How to define All Existing and Archived URLs on a web site

There are several reasons you could need to search out all the URLs on a website, but your exact objective will ascertain Anything you’re looking for. For example, you might want to:

Recognize each indexed URL to research concerns like cannibalization or index bloat
Accumulate present and historic URLs Google has witnessed, specifically for web page migrations
Find all 404 URLs to recover from post-migration errors
In Every state of affairs, one Instrument won’t give you all the things you require. Regrettably, Google Research Console isn’t exhaustive, and a “internet site:illustration.com” research is restricted and challenging to extract details from.

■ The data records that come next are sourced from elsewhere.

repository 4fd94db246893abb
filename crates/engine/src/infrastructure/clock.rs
//! Clock implementations.

use crate::infrastructure::ports::ClockPort;
use chrono::{DateTime, Utc};

/// System clock - uses real time.
pub struct SystemClock;

impl SystemClock {
    pub fn new() -> Self {
        Self
    }
}

impl Default for SystemClock {
    fn default() -> Self {
        Self::new()
    }
}

impl ClockPort for SystemClock {
    fn now(&self) -> DateTime<Utc> {
        Utc::now()
    }
}

/// Fixed clock for testing.
#[cfg(test)]
pub struct FixedClock(pub DateTime<Utc>);

#[cfg(test)]
impl ClockPort for FixedClock {
    fn now(&self) -> DateTime<Utc> {
        self.0
    }
}
//! Player movement and collision resolution.
//!
//! Collision is deliberately coarse: every obstacle is an axis-aligned box
//! grown by a fixed padding, and a blocked step is simply discarded. There is
//! no sliding along walls and no push-out.

use serde::{Deserialize, Serialize};

use super::SimulationConfig;
use crate::entities::SceneDefinition;
use crate::value_objects::{Direction, Vec2};

/// A movable character body.
#[derive(Debug, Clone, Copy, PartialEq, Serialize, Deserialize)]
pub struct Avatar {
    pub position: Vec2,
    pub direction: Direction,
    pub moving: bool,
}

impl Avatar {
    pub fn new(position: Vec2, direction: Direction) -> Self {
        Self {
            position,
            direction,
            moving: false,
        }
    }
}

/// What happened to the player this frame.
#[derive(Debug, Clone, Copy, PartialEq, Eq)]
pub enum MoveOutcome {
    /// Input inside the dead zone; nothing but `moving` changed.
    NoInput,
    Moved,
    /// A step was computed but landed inside an obstacle.
    Blocked,
}

/// Clamp a point so a character of radius `radius` stays inside the scene.
pub fn clamp_to_bounds(point: Vec2, radius: f32) -> Vec2 {
    point.clamp_components(radius, 1.0 - radius)
}

/// Advance `avatar` by one frame of joystick `input`.
pub fn resolve_player_movement(
    avatar: &mut Avatar,
    input: Vec2,
    dt: f32,
    scene: &SceneDefinition,
    config: &SimulationConfig,
) -> MoveOutcome {
    if input.length() < config.dead_zone {
        avatar.moving = false;
        return MoveOutcome::NoInput;
    }

    avatar.moving = true;
    avatar.direction = Direction::from_vec(input);

    let step = input.normalized() * (config.player_speed * dt);
    let candidate = clamp_to_bounds(avatar.position + step, config.character_radius);

    if scene.blocks(candidate, config.object_padding) {
        return MoveOutcome::Blocked;
    }

    avatar.position = candidate;
    MoveOutcome::Moved
}
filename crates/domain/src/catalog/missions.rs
use crate::entities::Mission;

fn mission(
    id: u32,
    title: &str,
    description: &str,
    scenario: &str,
    target_affection_gain: i32,
    completion_threshold: u32,
) -> Mission {
    Mission {
        id,
        title: title.to_string(),
        description: description.to_string(),
        scenario: scenario.to_string(),
        target_affection_gain,
        completion_threshold,
    }
}

/// The five-date storyline shipped with the game.
pub(super) fn standard_missions() -> Vec<Mission> {
    vec![
        mission(
            1,
            "First Encounter",
            "You spot Adrian at a cozy rooftop cafe. Make a good first impression.",
            "The evening sun casts a golden glow over the rooftop cafe. \
             Adrian sits at a corner table, reading a book with a coffee beside him. \
             His dark hair catches the light as he looks up, noticing you.",
            15,
            4,
        ),
        mission(
            2,
            "The Art Gallery",
            "Adrian invited you to an art gallery opening. Show your genuine side.",
            "A sleek modern art gallery buzzes with soft conversation. \
             Adrian stands before a large abstract painting, wearing a fitted navy blazer. \
             He smiles warmly when he sees you arrive.",
            20,
            5,
        ),
        mission(
            3,
            "Rainy Day Walk",
            "A surprise rainstorm catches you both. Turn it into a romantic moment.",
            "A sunny afternoon walk has turned into a downpour. \
             You and Adrian take shelter under a large oak tree, rain drumming all around. \
             He laughs, shaking water from his hair.",
            25,
            5,
        ),
        mission(
            4,
            "Cooking Together",
            "Adrian invited you to his apartment to cook dinner. Get closer.",
            "Adrian's apartment is warm and inviting, with soft music playing. \
             The kitchen counter is spread with fresh ingredients. \
             He hands you an apron with a playful grin.",
            25,
            5,
        ),
        mission(
            5,
            "Stargazing Confession",
            "A quiet night under the stars. The moment of truth.",
            "You and Adrian lie on a blanket on a hilltop outside the city. \
             The stars spread endlessly above. \
             Adrian turns to look at you, his expression soft and unguarded.",
            30,
            6,
        ),
    ]
}
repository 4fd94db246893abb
//! Behavior directives issued by the dialogue oracle.

use serde::{Deserialize, Serialize};
use std::fmt;

/// Physical reaction the oracle asks the NPC to perform.
///
/// Parsing is total: any label the game does not recognize maps to `Idle`,
/// so a creative oracle can never leave the NPC without a behavior.
#[derive(Debug, Clone, Copy, PartialEq, Eq, Hash, Default, Serialize, Deserialize)]
#[serde(rename_all = "snake_case")]
pub enum BehaviorDirective {
    #[default]
    Idle,
    ApproachPlayer,
    StepBack,
    TurnAway,
    FacePlayer,
    Emote,
}

impl BehaviorDirective {
    pub fn all() -> &'static [BehaviorDirective] {
        &[
            BehaviorDirective::Idle,
            BehaviorDirective::ApproachPlayer,
            BehaviorDirective::StepBack,
            BehaviorDirective::TurnAway,
            BehaviorDirective::FacePlayer,
            BehaviorDirective::Emote,
        ]
    }

    pub fn as_str(&self) -> &'static str {
        match self {
            BehaviorDirective::Idle => "idle",
            BehaviorDirective::ApproachPlayer => "approach_player",
            BehaviorDirective::StepBack => "step_back",
            BehaviorDirective::TurnAway => "turn_away",
            BehaviorDirective::FacePlayer => "face_player",
            BehaviorDirective::Emote => "emote",
        }
    }

    /// Short explanation included in the oracle instructions.
    pub fn meaning(&self) -> &'static str {
        match self {
            BehaviorDirective::Idle => "stay in place calmly",
            BehaviorDirective::ApproachPlayer => "walk closer to the player (positive reaction)",
            BehaviorDirective::StepBack => "back away slightly (uncomfortable)",
            BehaviorDirective::TurnAway => "turn around (embarrassed or annoyed)",
            BehaviorDirective::FacePlayer => "turn to look at the player directly",
            BehaviorDirective::Emote => "express emotion physically (laugh, blush, gesture)",
        }
    }

    /// Normalize an oracle label (case and surrounding whitespace ignored).
    pub fn from_label(label: &str) -> Self {
        match label.trim().to_lowercase().as_str() {
            "approach_player" => BehaviorDirective::ApproachPlayer,
            "step_back" => BehaviorDirective::StepBack,
            "turn_away" => BehaviorDirective::TurnAway,
            "face_player" => BehaviorDirective::FacePlayer,
            "emote" => BehaviorDirective::Emote,
            _ => BehaviorDirective::Idle,
        }
    }
}

impl fmt::Display for BehaviorDirective {
    fn fmt(&self, f: &mut fmt::Formatter<'_>) -> fmt::Result {
        write!(f, "{}", self.as_str())
    }
}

In this post, I’ll stroll you through some applications to make your URL listing and just before deduplicating the info using a spreadsheet or Jupyter Notebook, depending on your web site’s size.

Old sitemaps and crawl exports
If you’re on the lookout for URLs that disappeared from your Stay site a short while ago, there’s an opportunity someone on your workforce may have saved a sitemap file or perhaps a crawl export ahead of the improvements had been made. For those who haven’t previously, look for these data files; they could often present what you'll need. But, should you’re looking at this, you almost certainly did not get so lucky.

Archive.org
Archive.org
Archive.org is a useful Resource for Search engine marketing tasks, funded by donations. If you try to find a domain and select the “URLs” solution, you may entry up to 10,000 shown URLs.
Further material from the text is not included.